Increasing competitive pressures inside and outside Europe could lead to additional airline restructurings and bankruptcies, the German government said in a response to a parliamentary query that was published on Thursday by the Handelsblatt newspaper.
The government did not comment on whether it would offer other airlines help such as the 150 million euro bridging credit it provided to Air Berlin, Germany’s second largest airline, when it ran into trouble last year.
“Increased competitive pressure could result in further business restructurings, such as bankruptcies,” the government said in response to the query from the pro-business Free Democratic Party (FDP).
Nordic budget airline Primera Air, which began in 2003, this month became the latest European carrier to go bust, telling staff that all flights were being halted and leaving thousands of passengers stranded.

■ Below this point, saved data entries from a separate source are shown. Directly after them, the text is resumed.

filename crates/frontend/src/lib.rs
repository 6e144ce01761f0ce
pub mod app;
pub mod domain;
pub mod layout;
pub mod routes;
pub mod shared;
pub mod system;

use wasm_bindgen::prelude::wasm_bindgen;

#[wasm_bindgen]
pub fn hydrate() {
    // initializes logging using the `log` crate
    _ = console_log::init_with_level(log::Level::Debug);
    console_error_panic_hook::set_once();

    log::info!(
        "API base: {}",
        crate::shared::api_utils::api_base()
    );

    leptos::mount::mount_to_body(app::App);
}

#[wasm_bindgen(start)]
pub fn start() {
    hydrate();
}
pub mod login;
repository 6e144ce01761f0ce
use super::error::ListViewError;
use super::record::Draft;
use async_trait::async_trait;

/// Операции сохранения, которые список делегирует вызывающему коду.
///
/// Реализация обычно обращается к REST API. Ошибка возвращается строкой,
/// которую список показывает пользователю.
#[async_trait(?Send)]
pub trait ListCallbacks {
    async fn on_add(&self, draft: Draft) -> Result<(), String>;

    async fn on_edit(&self, id: &str, draft: Draft) -> Result<(), String>;

    async fn on_delete(&self, id: &str) -> Result<(), String>;
}

/// Удалить запись через `on_delete`. Ошибка пишется в лог и возвращается
/// как `ListViewError::Delete` для уведомления.
pub async fn delete_record<C: ListCallbacks + ?Sized>(
    callbacks: &C,
    id: &str,
) -> Result<(), ListViewError> {
    callbacks.on_delete(id).await.map_err(|message| {
        log::warn!("delete of {} rejected: {}", id, message);
        ListViewError::Delete(message)
    })
}
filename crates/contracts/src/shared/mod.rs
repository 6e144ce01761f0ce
pub mod list_view;
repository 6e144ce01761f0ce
pub mod aggregate;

The collapse came exactly a year after Britain’s Monarch Airlines went under after falling victim to intense competition for flights and a weaker pound. Air Berlin filed for bankruptcy protection in August 2017.
Reinhard Houben, economic spokesman for the FDP, told the newspaper that a solution was needed to ensure that passengers did not get stranded but taxpayers did not get stuck with the bill.
Houben said his party backed requiring airlines to buy insurance that would cover the cost of bringing back passengers, with the costs to be covered in the ticket prices.
“The insolvency of an airline must not become another risk for the German budget,” he said.